La «lutte implacable contre les réseaux djihadistes» sévissant au Sahel promise par Emmanuel Macron ne semble, pour le moment en tout cas, nullement porter ses fruits. Pire, les observateurs parlent d’une «aggravation de la situation qui risque de déboucher sur un véritable chaos», un enlisement qui mettrait en doute la capacité de la France à se sortir du bourbier sahélien.
Cette attaque, après notamment celles de janvier 2016 et d’août 2017 qui avaient fait respectivement 30 et 18 personnes tuées, perpétrée au Burkina Faso, le maillon faible du G5 au regard de la situation politique interne, a délié les langues. Timidement mais avec insistance, les analystes évoquent, dès après les attentats, la nécessité d’associer dans cette guerre interminable l’Algérie, un partenaire incontournable vu les capacités de ses forces militaires aguerries par les expériences passées et de leur connaissance du théâtre des opérations.
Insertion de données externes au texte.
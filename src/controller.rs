//! Session resolution and the current-session snapshot.
//!
//! The network half of each operation is a free async fn that runs off the
//! continuation boundary; its result is applied to [`SessionController`] by
//! the owner once it has re-checked the generation.

use session_backend::{
    BackendError, CreateSession, DatasetSummary, Message, Session, SessionBackend, SessionId,
    SessionSettings, SessionSummary,
};
use tracing::{debug, warn};

use crate::error::SessionResolutionError;

#[derive(Debug, Clone, PartialEq, Eq)]
pub enum SessionRequest {
    Create(CreateSession),
    Resume(SessionId),
}

impl SessionRequest {
    pub fn label(&self) -> &'static str {
        match self {
            Self::Create(_) => "create",
            Self::Resume(_) => "resume",
        }
    }
}

#[derive(Debug, Clone, Copy, PartialEq, Eq)]
pub enum SessionOrigin {
    Created,
    Resumed,
}

/// Session state fetched for one entry, not yet installed.
#[derive(Debug, Clone, PartialEq)]
pub struct ResolvedSession {
    pub session: Session,
    /// Persisted conversation, oldest first. Always empty for new sessions.
    pub history: Vec<Message>,
    pub origin: SessionOrigin,
}

/// Owns the current session and the last session listing.
#[derive(Debug, Default)]
pub struct SessionController {
    current: Option<Session>,
    cached: Vec<SessionSummary>,
    list_error: Option<String>,
}

impl SessionController {
    pub fn new() -> Self {
        Self::default()
    }

    pub fn current(&self) -> Option<&Session> {
        self.current.as_ref()
    }

    pub fn current_id(&self) -> Option<&SessionId> {
        self.current.as_ref().map(|session| &session.id)
    }

    /// Last successful listing; kept when a later listing fails.
    pub fn cached_sessions(&self) -> &[SessionSummary] {
        &self.cached
    }

    pub fn last_list_error(&self) -> Option<&str> {
        self.list_error.as_deref()
    }

    pub fn install(&mut self, session: Session) {
        debug!(session_id = %session.id, "session installed");
        self.current = Some(session);
    }

    pub fn clear(&mut self) -> Option<Session> {
        self.current.take()
    }

    /// Records a completed upload against the current session.
    pub fn bind_dataset(&mut self, dataset: DatasetSummary, documents: &[String]) {
        let Some(session) = self.current.as_mut() else {
            return;
        };
        for name in documents {
            if !session.documents.contains(name) {
                session.documents.push(name.clone());
            }
        }
        session.dataset = Some(dataset);
    }

    pub fn record_listing(&mut self, result: &Result<Vec<SessionSummary>, BackendError>) {
        match result {
            Ok(sessions) => {
                self.cached = sessions.clone();
                self.list_error = None;
            }
            Err(error) => {
                warn!(%error, "session listing failed; keeping cached list");
                self.list_error = Some(error.to_string());
            }
        }
    }

    /// Replaces the current snapshot when it still refers to the same session.
    pub fn apply_settings(&mut self, session: Session) -> bool {
        match self.current.as_mut() {
            Some(current) if current.id == session.id => {
                *current = session;
                true
            }
            _ => false,
        }
    }
}

/// Creates a new session. Never retried.
pub async fn create_session(
    backend: &dyn SessionBackend,
    request: &CreateSession,
) -> Result<Session, SessionResolutionError> {
    backend
        .create_session(request)
        .await
        .map_err(SessionResolutionError::Creation)
}

/// Fetches session state by id, then its persisted history. A failed history
/// fetch is treated as empty history.
pub async fn resume_session(
    backend: &dyn SessionBackend,
    session_id: &SessionId,
) -> Result<ResolvedSession, SessionResolutionError> {
    let session = backend
        .fetch_session(session_id)
        .await
        .map_err(|error| SessionResolutionError::resume(session_id.clone(), error))?;

    let history = match backend.fetch_history(session_id).await {
        Ok(history) => history,
        Err(error) => {
            warn!(%session_id, %error, "history fetch failed; continuing with empty history");
            Vec::new()
        }
    };

    Ok(ResolvedSession {
        session,
        history,
        origin: SessionOrigin::Resumed,
    })
}

pub async fn resolve(
    backend: &dyn SessionBackend,
    request: SessionRequest,
) -> Result<ResolvedSession, SessionResolutionError> {
    match request {
        SessionRequest::Create(create) => {
            let session = create_session(backend, &create).await?;
            Ok(ResolvedSession {
                session,
                history: Vec::new(),
                origin: SessionOrigin::Created,
            })
        }
        SessionRequest::Resume(session_id) => resume_session(backend, &session_id).await,
    }
}

pub async fn list_sessions(
    backend: &dyn SessionBackend,
    owner_id: &str,
) -> Result<Vec<SessionSummary>, BackendError> {
    backend.list_sessions(owner_id).await
}

/// Validates locally before any network call.
pub async fn update_settings(
    backend: &dyn SessionBackend,
    session_id: &SessionId,
    settings: &SessionSettings,
) -> Result<Session, BackendError> {
    settings.validate()?;
    backend.update_settings(session_id, settings).await
}
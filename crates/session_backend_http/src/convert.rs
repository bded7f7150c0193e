use session_api::frames::{FrameError, WireMessage};
use session_api::payload::{
    DatasetPayload, HistoryItem, SessionPayload, SettingsPayload, SourcePayload, WireRole,
};
use session_api::timestamp::parse_timestamp;
use session_api::{SessionApiError, SocketFrame};
use session_backend::{
    BackendError, DatasetSummary, Envelope, InboundFrame, Message, MessageKind, ProtocolError,
    RetrievalWeights, Role, Session, SessionId, SessionSettings, Source,
};
use time::OffsetDateTime;
use tracing::warn;

pub fn session_from_payload(payload: SessionPayload) -> Session {
    Session {
        id: SessionId::new(payload.id),
        owner_id: payload.user_id,
        title: payload.title,
        description: payload.description,
        documents: payload.documents,
        dataset: payload.dataset.map(dataset_from_payload),
        settings: settings_from_payload(&payload.settings),
        created_at: payload.created_at.as_deref().and_then(parse_timestamp),
        updated_at: payload.updated_at.as_deref().and_then(parse_timestamp),
    }
}

/// Absent fields keep the local defaults.
fn settings_from_payload(payload: &SettingsPayload) -> SessionSettings {
    let defaults = SessionSettings::default();
    SessionSettings {
        weights: RetrievalWeights {
            semantic: payload.semantic_weight.unwrap_or(defaults.weights.semantic),
            keyword: payload.keyword_weight.unwrap_or(defaults.weights.keyword),
            knowledge_graph: payload
                .knowledge_graph_weight
                .unwrap_or(defaults.weights.knowledge_graph),
        },
        temperature: payload.temperature.unwrap_or(defaults.temperature),
        max_context_length: payload
            .max_context_length
            .unwrap_or(defaults.max_context_length),
        similarity_threshold: payload
            .similarity_threshold
            .unwrap_or(defaults.similarity_threshold),
    }
}

pub(crate) fn settings_to_payload(settings: &SessionSettings) -> SettingsPayload {
    SettingsPayload {
        semantic_weight: Some(settings.weights.semantic),
        keyword_weight: Some(settings.weights.keyword),
        knowledge_graph_weight: Some(settings.weights.knowledge_graph),
        temperature: Some(settings.temperature),
        max_context_length: Some(settings.max_context_length),
        similarity_threshold: Some(settings.similarity_threshold),
    }
}

pub(crate) fn dataset_from_payload(payload: DatasetPayload) -> DatasetSummary {
    let flat = payload.flatten();
    DatasetSummary {
        name: flat.name,
        path: flat.path,
        rows: flat.rows,
        columns: flat.columns,
        column_names: flat.column_names,
        missing_values: flat.missing_values,
    }
}

fn role_from_wire(role: WireRole) -> Role {
    match role {
        WireRole::User => Role::User,
        WireRole::Assistant => Role::Assistant,
    }
}

fn sources_from_payload(sources: Vec<SourcePayload>) -> Vec<Source> {
    sources
        .into_iter()
        .map(|source| Source {
            title: source.title,
            score: source.score,
        })
        .collect()
}

/// A bound dataset wins over sources. An assistant message carrying only a
/// placeholder dataset is the inline upload prompt.
fn message_kind(role: Role, sources: Vec<SourcePayload>, dataset: Option<DatasetPayload>) -> MessageKind {
    if let Some(dataset) = dataset.map(dataset_from_payload) {
        if !dataset.is_placeholder() {
            return MessageKind::Dataset { dataset };
        }
        if role == Role::Assistant {
            return MessageKind::UploadPrompt;
        }
    }
    if sources.is_empty() {
        MessageKind::Text
    } else {
        MessageKind::Answer {
            sources: sources_from_payload(sources),
        }
    }
}

fn timestamp_or(value: Option<&str>, fallback: OffsetDateTime) -> OffsetDateTime {
    value.and_then(parse_timestamp).unwrap_or(fallback)
}

/// Expand one persisted history item. A legacy exchange yields the question
/// followed by the answer; entries with an unknown role are skipped.
pub fn message_from_history(item: HistoryItem, now: OffsetDateTime) -> Vec<Message> {
    match item {
        HistoryItem::Message(entry) => {
            let Some(role) = WireRole::parse(&entry.role).map(role_from_wire) else {
                warn!(role = %entry.role, "skipping history entry with unknown role");
                return Vec::new();
            };
            let timestamp = timestamp_or(entry.timestamp.as_deref(), now);
            let kind = message_kind(role, entry.sources, entry.dataset);
            vec![Message::new(role, entry.content, kind, timestamp)]
        }
        HistoryItem::Exchange(exchange) => {
            let timestamp = timestamp_or(exchange.timestamp.as_deref(), now);
            let kind = message_kind(Role::Assistant, exchange.sources, None);
            vec![
                Message::user_text(exchange.question, timestamp),
                Message::new(Role::Assistant, exchange.answer, kind, timestamp),
            ]
        }
    }
}

fn message_from_wire(message: WireMessage, now: OffsetDateTime) -> Message {
    let role = role_from_wire(message.role);
    let timestamp = timestamp_or(message.timestamp.as_deref(), now);
    let kind = message_kind(role, message.sources, message.dataset);
    Message::new(role, message.content, kind, timestamp)
}

/// Map one parsed socket frame onto the domain envelope. Socket-level pings
/// and pongs both surface as keep-alive traffic.
pub fn envelope_from_frame(
    frame: Result<SocketFrame, FrameError>,
    now: OffsetDateTime,
) -> InboundFrame {
    match frame {
        Ok(SocketFrame::Message(message)) => Ok(Envelope::Message(message_from_wire(message, now))),
        Ok(SocketFrame::Status { busy }) => Ok(Envelope::Status { busy }),
        Ok(SocketFrame::Error { description }) => Ok(Envelope::Error { description }),
        Ok(SocketFrame::Ping | SocketFrame::Pong) => Ok(Envelope::KeepAlive),
        Err(FrameError::Malformed(reason)) => Err(ProtocolError::Malformed(reason)),
        Err(FrameError::UnknownKind(kind)) => Err(ProtocolError::UnknownKind(kind)),
        Err(FrameError::MissingField { kind, field }) => {
            Err(ProtocolError::MissingField { kind, field })
        }
    }
}

/// `session_id` names the session a 404 refers to, when the request had one.
pub fn map_api_error(error: SessionApiError, session_id: Option<&SessionId>) -> BackendError {
    match error {
        SessionApiError::NotFound(path) => match session_id {
            Some(id) => BackendError::NotFound(id.clone()),
            None => BackendError::rejected(404, path),
        },
        SessionApiError::MissingCredential => {
            BackendError::Unauthorized("credential is required".to_owned())
        }
        SessionApiError::Status(status, message) if matches!(status.as_u16(), 401 | 403) => {
            BackendError::Unauthorized(message)
        }
        SessionApiError::Status(status, message) => BackendError::rejected(status.as_u16(), message),
        SessionApiError::Serde(error) => BackendError::Decode(error.to_string()),
        SessionApiError::Request(error) if error.is_decode() => {
            BackendError::Decode(error.to_string())
        }
        other => BackendError::Transport(other.to_string()),
    }
}

#[cfg(test)]
mod tests {
    use pretty_assertions::assert_eq;
    use session_api::parse_socket_frame;
    use time::macros::datetime;

    use super::*;

    fn now() -> OffsetDateTime {
        datetime!(2024-03-01 12:00:00 UTC)
    }

    fn history_item(json: &str) -> HistoryItem {
        serde_json::from_str(json).expect("history item json")
    }

    #[test]
    fn legacy_exchange_expands_into_question_then_answer() {
        let item = history_item(
            r#"{"question":"how many rows?","answer":"1000","sources":[{"title":"doc","similarity":0.9}],"timestamp":"2024-01-01T10:00:00"}"#,
        );

        let messages = message_from_history(item, now());

        assert_eq!(messages.len(), 2);
        assert_eq!(messages[0], Message::user_text("how many rows?", datetime!(2024-01-01 10:00:00 UTC)));
        assert_eq!(messages[1].role, Role::Assistant);
        assert_eq!(
            messages[1].sources(),
            &[Source {
                title: "doc".to_owned(),
                score: 0.9
            }]
        );
    }

    #[test]
    fn role_aliases_map_to_assistant_and_unknown_roles_are_skipped() {
        let analyzer = history_item(r#"{"role":"analyzer","content":"hi"}"#);
        let unknown = history_item(r#"{"role":"narrator","content":"hi"}"#);

        let messages = message_from_history(analyzer, now());
        assert_eq!(messages, vec![Message::assistant_text("hi", now())]);
        assert!(message_from_history(unknown, now()).is_empty());
    }

    #[test]
    fn unparseable_timestamp_falls_back_to_receive_time() {
        let item = history_item(r#"{"role":"user","content":"q","timestamp":"yesterday"}"#);
        assert_eq!(message_from_history(item, now())[0].timestamp, now());
    }

    #[test]
    fn placeholder_dataset_on_assistant_message_is_upload_prompt() {
        let item = history_item(
            r#"{"role":"assistant","content":"upload please","dataset":{"name":"","path":""}}"#,
        );
        assert_eq!(message_from_history(item, now())[0].kind, MessageKind::UploadPrompt);
    }

    #[test]
    fn nested_dataset_statistics_produce_dataset_message() {
        let frame = parse_socket_frame(
            r#"{"type":"info","role":"system","content":"ready","dataset":{"path":"/data/a.csv","statistics":{"rows":3,"column_names":["x","y"]}}}"#,
        );

        let Ok(Envelope::Message(message)) = envelope_from_frame(frame, now()) else {
            panic!("expected message envelope");
        };
        let dataset = message.dataset_summary().expect("dataset kind");
        assert_eq!(dataset.name, "a.csv");
        assert_eq!(dataset.rows, 3);
        assert_eq!(dataset.columns, 2);
    }

    #[test]
    fn socket_frames_map_onto_envelopes() {
        assert_eq!(
            envelope_from_frame(parse_socket_frame(r#"{"type":"ping"}"#), now()),
            Ok(Envelope::KeepAlive)
        );
        assert_eq!(
            envelope_from_frame(
                parse_socket_frame(r#"{"type":"loading","content":{"is_loading":true}}"#),
                now()
            ),
            Ok(Envelope::Status { busy: true })
        );
        assert!(matches!(
            envelope_from_frame(parse_socket_frame(r#"{"type":"telemetry"}"#), now()),
            Err(ProtocolError::UnknownKind(kind)) if kind == "telemetry"
        ));
        assert!(matches!(
            envelope_from_frame(parse_socket_frame("not json"), now()),
            Err(ProtocolError::Malformed(_))
        ));
    }

    #[test]
    fn settings_round_trip_through_payload() {
        let settings = SessionSettings {
            temperature: 0.2,
            ..SessionSettings::default()
        };
        assert_eq!(settings_from_payload(&settings_to_payload(&settings)), settings);
        assert_eq!(
            settings_from_payload(&SettingsPayload::default()),
            SessionSettings::default()
        );
    }

    #[test]
    fn api_errors_map_onto_backend_errors() {
        let id = SessionId::new("s-9");
        assert!(matches!(
            map_api_error(SessionApiError::NotFound("/rag/session/s-9".to_owned()), Some(&id)),
            BackendError::NotFound(found) if found == id
        ));
        assert!(matches!(
            map_api_error(SessionApiError::NotFound("/rag/history".to_owned()), None),
            BackendError::Rejected { status: 404, .. }
        ));
        assert!(matches!(
            map_api_error(SessionApiError::MissingCredential, None),
            BackendError::Unauthorized(_)
        ));

        let decode = serde_json::from_str::<SessionPayload>("{").expect_err("invalid json");
        assert!(matches!(
            map_api_error(SessionApiError::Serde(decode), None),
            BackendError::Decode(_)
        ));
    }
}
Même si le G5 Sahel est à présent doté d’une enveloppe financière de près de 430 millions d’euros, rassemblés lors de la rencontre du 23 février, et est aidé par 4 000 soldats français déployés depuis 2014 dans le cadre de l’opération Barkhane, auxquels s’ajoute la Mission de l’ONU Minusma, ce groupe, composé du Mali, du Niger, de la Mauritanie, du Burkina Faso et du Tchad, éprouve toutes les difficultés à sécuriser la région du Sahel et semble incapable de mettre hors d’état de nuire les groupes djihadistes.
D’où l’impérieuse nécessité de revoir toute la stratégie de cette guerre sans fin qui doit intégrer dans le processus d’analyse, de décision et d’action d’autres acteurs capables d’apporter leur expérience de plusieurs années en matière de lutte contre les mouvements terroristes, l’Algérie en l’occurrence par opposition au Maroc qui fait dans la diplomatie du mégaphone, comme disait, à juste titre, l’ancien ministre des Affaires étrangères Ramtane Lamamra.
M. S.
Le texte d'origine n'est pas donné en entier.